There's a bit of a problem here if you start relatively far south. In the 2080 scenario Atlanta is supposed to feel like Saraland, AL (on the Gulf Coast). But Nashville is also supposed to feel like Saraland. That doesn't seem quite right. (Lots of other places get pointed to the Gulf Coast.) I assume the problem is that nowhere in the US has a climate like what Atlanta or Nashville will feel like in 2080 in both rainfall and temperature - the "climate similarity map" backs this up.

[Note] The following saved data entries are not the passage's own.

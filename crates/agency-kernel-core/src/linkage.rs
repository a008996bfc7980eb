//! Client/campaign association and data consistency checks.
//!
//! Campaigns reference their client by company display name. Mismatches are tolerated
//! by every screen and only surfaced here as findings.

use serde::{Deserialize, Serialize};
use time::macros::format_description;
use time::Date;

use crate::record::{CampaignRecord, ClientRecord, RecordId};

#[must_use]
pub fn campaigns_for_client<'a>(
    client: &ClientRecord,
    campaigns: &'a [CampaignRecord],
) -> Vec<&'a CampaignRecord> {
    campaigns.iter().filter(|campaign| campaign.client == client.company).collect()
}

/// Campaigns whose client name matches no client's company.
#[must_use]
pub fn unresolved_campaigns<'a>(
    clients: &[ClientRecord],
    campaigns: &'a [CampaignRecord],
) -> Vec<&'a CampaignRecord> {
    campaigns
        .iter()
        .filter(|campaign| !clients.iter().any(|client| client.company == campaign.client))
        .collect()
}

#[derive(Debug, Clone, Serialize, Deserialize, Eq, PartialEq)]
pub struct UnresolvedReference {
    pub campaign_id: RecordId,
    pub client: String,
}

#[derive(Debug, Clone, Serialize, Deserialize, Eq, PartialEq)]
#[serde(rename_all = "snake_case", tag = "kind")]
pub enum ScheduleIssue {
    InvalidDate { campaign_id: RecordId, field: String, value: String },
    EndsBeforeStart { campaign_id: RecordId, start_date: String, end_date: String },
}

#[derive(Debug, Clone, Default, Serialize, Deserialize, Eq, PartialEq)]
pub struct ConsistencyReport {
    pub unresolved_client_refs: Vec<UnresolvedReference>,
    pub schedule_issues: Vec<ScheduleIssue>,
}

impl ConsistencyReport {
    #[must_use]
    pub fn is_clean(&self) -> bool {
        self.unresolved_client_refs.is_empty() && self.schedule_issues.is_empty()
    }
}

#[must_use]
pub fn check_consistency(
    clients: &[ClientRecord],
    campaigns: &[CampaignRecord],
) -> ConsistencyReport {
    let unresolved_client_refs = unresolved_campaigns(clients, campaigns)
        .into_iter()
        .map(|campaign| UnresolvedReference {
            campaign_id: campaign.id.clone(),
            client: campaign.client.clone(),
        })
        .collect();
    let schedule_issues = campaigns.iter().filter_map(schedule_issue).collect();

    let report = ConsistencyReport { unresolved_client_refs, schedule_issues };
    if !report.is_clean() {
        tracing::debug!(
            unresolved = report.unresolved_client_refs.len(),
            schedule = report.schedule_issues.len(),
            "consistency findings"
        );
    }
    report
}

fn parse_date(value: &str) -> Option<Date> {
    Date::parse(value, format_description!("[year]-[month]-[day]")).ok()
}

fn schedule_issue(campaign: &CampaignRecord) -> Option<ScheduleIssue> {
    let invalid = |field: &str, value: &str| ScheduleIssue::InvalidDate {
        campaign_id: campaign.id.clone(),
        field: field.to_string(),
        value: value.to_string(),
    };

    let Some(start) = parse_date(&campaign.start_date) else {
        return Some(invalid("start_date", &campaign.start_date));
    };
    let Some(end) = parse_date(&campaign.end_date) else {
        return Some(invalid("end_date", &campaign.end_date));
    };

    (end < start).then(|| ScheduleIssue::EndsBeforeStart {
        campaign_id: campaign.id.clone(),
        start_date: campaign.start_date.clone(),
        end_date: campaign.end_date.clone(),
    })
}
use std::fs;
use std::path::Path;

use agency_kernel_core::Period;
use anyhow::{Context, Result};
use serde::{Deserialize, Serialize};

/// Settings screen toggles plus the analytics period used when `--period` is omitted.
#[derive(Debug, Clone, Serialize, Deserialize, Eq, PartialEq)]
#[serde(default, deny_unknown_fields)]
pub struct Settings {
    pub push_notifications: bool,
    pub email_reports: bool,
    pub campaign_alerts: bool,
    pub default_period: Period,
    pub offline_banner: bool,
}

impl Default for Settings {
    fn default() -> Self {
        Self {
            push_notifications: true,
            email_reports: true,
            campaign_alerts: false,
            default_period: Period::Month,
            offline_banner: true,
        }
    }
}

impl Settings {
    pub fn load(path: Option<&Path>) -> Result<Self> {
        let Some(path) = path else {
            return Ok(Self::default());
        };
        let body = fs::read_to_string(path)
            .with_context(|| format!("failed to read settings file {}", path.display()))?;
        let settings = Self::from_yaml(&body)
            .with_context(|| format!("failed to parse settings file {}", path.display()))?;
        tracing::debug!(path = %path.display(), "settings loaded");
        Ok(settings)
    }

    pub fn from_yaml(body: &str) -> Result<Self> {
        if body.trim().is_empty() {
            return Ok(Self::default());
        }
        Ok(serde_yaml::from_str(body)?)
    }
}

#[cfg(test)]
mod tests {
    use super::*;

    #[test]
    fn defaults_mirror_settings_screen() {
        let settings = Settings::default();
        assert!(settings.push_notifications);
        assert!(settings.email_reports);
        assert!(!settings.campaign_alerts);
        assert!(settings.offline_banner);
        assert_eq!(settings.default_period, Period::Month);
    }

    #[test]
    fn partial_yaml_keeps_remaining_defaults() {
        let settings = Settings::from_yaml("campaign_alerts: true\ndefault_period: quarter\n")
            .unwrap_or_else(|err| panic!("settings should parse: {err}"));
        assert!(settings.campaign_alerts);
        assert_eq!(settings.default_period, Period::Quarter);
        assert!(settings.push_notifications);
    }

    #[test]
    fn empty_file_means_defaults() {
        let settings =
            Settings::from_yaml("\n").unwrap_or_else(|err| panic!("empty settings: {err}"));
        assert_eq!(settings, Settings::default());
    }

    #[test]
    fn unknown_keys_and_periods_are_rejected() {
        assert!(Settings::from_yaml("dark_mode: true\n").is_err());
        assert!(Settings::from_yaml("default_period: year\n").is_err());
    }

    #[test]
    fn missing_file_names_path_in_error() {
        let err = Settings::load(Some(Path::new("/nonexistent/agency-settings.yaml")))
            .err()
            .unwrap_or_else(|| panic!("missing settings file should fail"));
        assert!(format!("{err:#}").contains("/nonexistent/agency-settings.yaml"));
    }
}
use std::collections::BTreeSet;
use std::sync::Arc;

use crate::filter::{filter, TextField};
use crate::record::{Record, RecordId, Searchable};
use crate::summary::Summarize;
use crate::KernelError;

/// Immutable, ordered snapshot of one record kind.
///
/// Clones share the same backing slice. There are no mutation operations; a screen that
/// needs different data builds a new store.
#[derive(Debug, Clone)]
pub struct RecordStore<R> {
    records: Arc<[R]>,
}

impl<R: Record> RecordStore<R> {
    /// Build a store from records in display order.
    ///
    /// # Errors
    /// Returns [`KernelError::DuplicateId`] when two records share an id.
    pub fn new(records: Vec<R>) -> Result<Self, KernelError> {
        let mut seen = BTreeSet::new();
        for record in &records {
            if !seen.insert(record.id()) {
                tracing::warn!(record_id = %record.id(), "duplicate record id in store literal");
                return Err(KernelError::DuplicateId(record.id().to_string()));
            }
        }
        tracing::debug!(records = records.len(), "record store built");
        Ok(Self { records: records.into() })
    }

    #[must_use]
    pub fn len(&self) -> usize {
        self.records.len()
    }

    #[must_use]
    pub fn is_empty(&self) -> bool {
        self.records.is_empty()
    }

    pub fn iter(&self) -> std::slice::Iter<'_, R> {
        self.records.iter()
    }

    #[must_use]
    pub fn as_slice(&self) -> &[R] {
        &self.records
    }

    #[must_use]
    pub fn get(&self, id: &RecordId) -> Option<&R> {
        self.records.iter().find(|record| record.id() == id)
    }

    /// Filter on caller-chosen text fields.
    ///
    /// # Errors
    /// Returns [`KernelError::EmptyFieldList`] when `fields` is empty.
    pub fn filter_by(
        &self,
        query: &str,
        fields: &[TextField<R>],
    ) -> Result<Vec<&R>, KernelError> {
        filter(&self.records, query, fields)
    }
}

impl<R: Searchable> RecordStore<R> {
    /// Filter on the record kind's search-box fields.
    ///
    /// # Errors
    /// Returns [`KernelError::EmptyFieldList`] when the kind declares no search fields.
    pub fn search(&self, query: &str) -> Result<Vec<&R>, KernelError> {
        filter(&self.records, query, R::SEARCH_FIELDS)
    }
}

impl<R: Summarize> RecordStore<R> {
    #[must_use]
    pub fn summarize(&self) -> R::Summary {
        R::summarize(&self.records)
    }
}

impl<'a, R> IntoIterator for &'a RecordStore<R> {
    type Item = &'a R;
    type IntoIter = std::slice::Iter<'a, R>;

    fn into_iter(self) -> Self::IntoIter {
        self.records.iter()
    }
}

The same problem occurs if you start with Chicago and Minneapolis-St. Paul (they both point to Lansing, Kansas - although for Chicago you get a summer comparison and for Minneapolis-St. Paul you get a winter comparison). I suspect they just figured people would click on the place they live and call it a day.

It's an interesting idea but it falls apart when you start clicking around because they're trying to deal with two variables and also keep everything within the US. I think most people have a better sense of temperature variations than precipitation variations. They probably should just say "Chicago will be hot as Memphis is now, and Minneapolis will be as hot as Kansas City" and find a different way to handle precipitation.
posted by madcaptenor at 1:16 PM on February 14, 2019 [1 favorite]


Like Botanizer points out, one of the big problems with moving plants/animals to help survive climate change is that they might not be able to survive where we move them yet or they might not be able to survive there long enough to reproduce.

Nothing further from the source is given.